Work order: Look through the entries below and count the lines with the word "Deserialize" in them; give only the number.

Supplied data:
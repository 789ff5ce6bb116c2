//! Microphone capture lifecycle.
//!
//! The webview owns the actual `MediaRecorder`; it reports what happens as
//! [`RecorderEvent`] JSON messages. [`VoiceCapture`] folds those events into
//! a small state machine. Captured audio is counted but never kept: a
//! finished recording always becomes [`crate::chat::VOICE_PLACEHOLDER`].

use serde::{Deserialize, Serialize};
use thiserror::Error;

use crate::chat::VOICE_PLACEHOLDER;

/// Text of the blocking alert shown when microphone access is refused.
pub const MIC_PERMISSION_ALERT: &str = "Please enable microphone access to use voice input";

/// Voice capture failures.
#[derive(Error, Debug, Clone, PartialEq, Eq)]
pub enum VoiceError {
    /// A capture session is already requesting or recording
    #[error("a recording is already in progress")]
    AlreadyActive,

    /// Stop or chunk arrived with no recording running
    #[error("no recording in progress")]
    NotRecording,

    /// Browser refused microphone access
    #[error("microphone access denied: {0}")]
    PermissionDenied(String),
}

/// Events sent by the recorder bridge script.
#[derive(Debug, Clone, PartialEq, Eq, Serialize, Deserialize)]
#[serde(tag = "kind", rename_all = "lowercase")]
pub enum RecorderEvent {
    /// `getUserMedia` succeeded and the recorder started
    Started,
    /// A data chunk became available
    Chunk { bytes: u64 },
    /// The recorder stopped and released its tracks
    Stopped,
    /// `getUserMedia` rejected
    Denied { reason: String },
}

/// Where the capture session currently is.
#[derive(Debug, Clone, Copy, PartialEq, Eq, Default)]
pub enum CaptureState {
    #[default]
    Idle,
    Requesting,
    Recording { chunks: usize, bytes: u64 },
}

/// Result of a session that has ended.
#[derive(Debug, Clone, PartialEq, Eq)]
pub enum CaptureOutcome {
    /// Recording finished; submit this text as the user's message
    Message(&'static str),
    /// Permission refused; show this alert
    Denied { alert: &'static str, reason: String },
}

/// State machine for one page view's microphone usage.
#[derive(Debug, Clone, Default, PartialEq, Eq)]
pub struct VoiceCapture {
    state: CaptureState,
}

impl VoiceCapture {
    pub fn new() -> Self {
        Self::default()
    }

    pub fn state(&self) -> CaptureState {
        self.state
    }

    /// True only while audio is actually being recorded.
    pub fn is_recording(&self) -> bool {
        matches!(self.state, CaptureState::Recording { .. })
    }

    pub fn is_active(&self) -> bool {
        self.state != CaptureState::Idle
    }

    /// Ask for the microphone. Only valid from idle.
    pub fn begin(&mut self) -> Result<(), VoiceError> {
        if self.is_active() {
            return Err(VoiceError::AlreadyActive);
        }
        self.state = CaptureState::Requesting;
        Ok(())
    }

    /// Whether a stop request should be forwarded to the recorder.
    pub fn request_stop(&self) -> bool {
        self.is_recording()
    }

    /// Feed one recorder event. Returns an outcome when the session ends.
    pub fn handle(&mut self, event: RecorderEvent) -> Result<Option<CaptureOutcome>, VoiceError> {
        match (self.state, event) {
            (CaptureState::Requesting, RecorderEvent::Started) => {
                self.state = CaptureState::Recording { chunks: 0, bytes: 0 };
                Ok(None)
            }
            (CaptureState::Recording { chunks, bytes }, RecorderEvent::Chunk { bytes: size }) => {
                if size > 0 {
                    self.state = CaptureState::Recording {
                        chunks: chunks.saturating_add(1),
                        bytes: bytes.saturating_add(size),
                    };
                }
                Ok(None)
            }
            (CaptureState::Recording { chunks, bytes }, RecorderEvent::Stopped) => {
                tracing::debug!(chunks, bytes, "Recording stopped, discarding audio");
                self.state = CaptureState::Idle;
                Ok(Some(CaptureOutcome::Message(VOICE_PLACEHOLDER)))
            }
            (CaptureState::Requesting, RecorderEvent::Denied { reason }) => {
                self.state = CaptureState::Idle;
                Ok(Some(CaptureOutcome::Denied {
                    alert: MIC_PERMISSION_ALERT,
                    reason,
                }))
            }
            (CaptureState::Idle, _) => Err(VoiceError::NotRecording),
            (_, RecorderEvent::Started) | (_, RecorderEvent::Denied { .. }) => {
                Err(VoiceError::AlreadyActive)
            }
            (CaptureState::Requesting, _) => Err(VoiceError::NotRecording),
        }
    }

    /// Parse a raw bridge message and feed it in.
    pub fn handle_json(
        &mut self,
        value: serde_json::Value,
    ) -> crate::error::NirvahaResult<Option<CaptureOutcome>> {
        let event: RecorderEvent = serde_json::from_value(value)?;
        Ok(self.handle(event)?)
    }
}

#[cfg(test)]
mod tests {
    use super::*;
    use serde_json::json;

    #[test]
    fn test_full_recording_yields_placeholder() {
        let mut capture = VoiceCapture::new();
        capture.begin().unwrap();
        assert!(!capture.is_recording());

        assert_eq!(capture.handle(RecorderEvent::Started).unwrap(), None);
        assert!(capture.is_recording());

        capture.handle(RecorderEvent::Chunk { bytes: 512 }).unwrap();
        capture.handle(RecorderEvent::Chunk { bytes: 0 }).unwrap();
        capture.handle(RecorderEvent::Chunk { bytes: 256 }).unwrap();
        assert_eq!(
            capture.state(),
            CaptureState::Recording { chunks: 2, bytes: 768 }
        );

        let outcome = capture.handle(RecorderEvent::Stopped).unwrap();
        assert_eq!(outcome, Some(CaptureOutcome::Message(VOICE_PLACEHOLDER)));
        assert_eq!(capture.state(), CaptureState::Idle);
    }

    #[test]
    fn test_denied_returns_alert() {
        let mut capture = VoiceCapture::new();
        capture.begin().unwrap();
        let outcome = capture
            .handle(RecorderEvent::Denied {
                reason: "NotAllowedError".to_string(),
            })
            .unwrap();
        assert_eq!(
            outcome,
            Some(CaptureOutcome::Denied {
                alert: MIC_PERMISSION_ALERT,
                reason: "NotAllowedError".to_string(),
            })
        );
        assert!(!capture.is_active());
    }

    #[test]
    fn test_begin_twice_fails() {
        let mut capture = VoiceCapture::new();
        capture.begin().unwrap();
        assert_eq!(capture.begin(), Err(VoiceError::AlreadyActive));
    }

    #[test]
    fn test_stop_without_recording_is_noop() {
        let mut capture = VoiceCapture::new();
        assert!(!capture.request_stop());
        capture.begin().unwrap();
        assert!(!capture.request_stop());
        capture.handle(RecorderEvent::Started).unwrap();
        assert!(capture.request_stop());
    }

    #[test]
    fn test_events_while_idle_are_rejected() {
        let mut capture = VoiceCapture::new();
        assert_eq!(
            capture.handle(RecorderEvent::Stopped),
            Err(VoiceError::NotRecording)
        );
    }

    #[test]
    fn test_handle_json_bridge_messages() {
        let mut capture = VoiceCapture::new();
        capture.begin().unwrap();
        capture.handle_json(json!({ "kind": "started" })).unwrap();
        capture
            .handle_json(json!({ "kind": "chunk", "bytes": 128 }))
            .unwrap();
        let outcome = capture.handle_json(json!({ "kind": "stopped" })).unwrap();
        assert_eq!(outcome, Some(CaptureOutcome::Message(VOICE_PLACEHOLDER)));

        assert!(capture.handle_json(json!({ "kind": "exploded" })).is_err());
    }

    #[test]
    fn test_oversized_chunk_saturates() {
        let mut capture = VoiceCapture::new();
        capture.begin().unwrap();
        capture.handle(RecorderEvent::Started).unwrap();
        capture.handle_json(json!({ "kind": "chunk", "bytes": u64::MAX })).unwrap();
        capture.handle_json(json!({ "kind": "chunk", "bytes": 10 })).unwrap();
        assert_eq!(
            capture.state(),
            CaptureState::Recording { chunks: 2, bytes: u64::MAX }
        );
    }
}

Answer section: 2